Some Diseases Are Preventable

Before I share with you these factors that may shock you, let me start with a hat tip to conventional medical wisdom. Yes, some diseases are largely preventable. If you’re a 3 pack-a-day smoker who winds up with lung cancer, you’re probably feeling pretty crappy about your cancer because you know that if you had never smoked, you probably wouldn’t have been saddled with that disease. If you’ve been eating at McDonalds every day, it won’t surprise you if a heart attack knocks you flat and you have to get bypass surgery. If you’ve been boozing it up for three decades and you wind up with cirrhosis of the liver, well… not to be harsh, but you knew that might happen, right?
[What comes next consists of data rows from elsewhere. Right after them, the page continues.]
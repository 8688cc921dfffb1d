//! Terminal rendering of display models.

pub mod display;
pub mod table;

pub use display::{render_display, render_table, RenderOptions};
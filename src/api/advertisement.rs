use std::collections::HashMap;

use uuid::Uuid;

/// Advertisement payload, either received during a scan or handed to
/// `PeripheralManager::start_advertising`.
///
/// CoreBluetooth only honours `local_name` and `service_uuids` when
/// advertising; the remaining fields are filled in on the scanning side.
#[derive(Clone, Debug, Default, Eq, PartialEq)]
pub struct AdvertisementData {
    pub local_name: Option<String>,
    pub service_uuids: Vec<Uuid>,
    pub manufacturer_data: HashMap<u16, Vec<u8>>,
    pub service_data: HashMap<Uuid, Vec<u8>>,
    pub tx_power_level: Option<i16>,
    pub is_connectable: Option<bool>,
}

impl AdvertisementData {
    pub fn new(local_name: &str, service_uuids: &[Uuid]) -> Self {
        AdvertisementData {
            local_name: Some(local_name.to_string()),
            service_uuids: service_uuids.to_vec(),
            ..Default::default()
        }
    }

    /// Whether a scan filter lets this advertisement through. No filter
    /// matches everything.
    pub fn matches(&self, filter: Option<&std::collections::BTreeSet<Uuid>>) -> bool {
        match filter {
            None => true,
            Some(services) => self
                .service_uuids
                .iter()
                .any(|service| services.contains(service)),
        }
    }
}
If you’re four hundred pounds and you get diabetes, um… need I say more?

Yes, if we aim to lead optimally healthy lives, diet, exercise, weight control, alcohol intake, and cigarette use matter.

Some Unhealthy People Live To Be 100

But let’s face it. Some smoking, boozing, overweight, junk food binging couch potatoes stay healthy and die of old age. As a physician, these people have always blown me away. How are their bodies so resilient to such poisons? Is it genetic? Is it just dumb luck? These people left me scratching my head, until I was doing the research for my book Mind Over Medicine: Scientific Proof You Can Heal Yourself (Hay House, 2013).

Clearly, there are many factors contributing to why one person winds up sick when another stays healthy, in spite of poor health habits. The same is true for the health nut who is doing everything “right” but still winds up sick.

So what are these factors that your doctor probably isn’t discussing with you?

Loving Community Equals Health

Let me start by telling you a story.

Once upon a time, a tribe of Italian immigrants crossed the Atlantic and settled in Roseto, Pennsylvania, where they didn’t exactly live the most “healthy” lifestyle. They ate meatballs fried in lard, smoked like chimneys, boozed it up every night, and pigged out on pasta and pizza. Yet, shockingly, they had half the rate of heart disease and much lower rates of many other illnesses than the national average. It wasn’t the water they drank, the hospital they went to, or their DNA. And clearly, it wasn’t their stellar diet. So what was it that made the people of Roseto so resistant to heart disease?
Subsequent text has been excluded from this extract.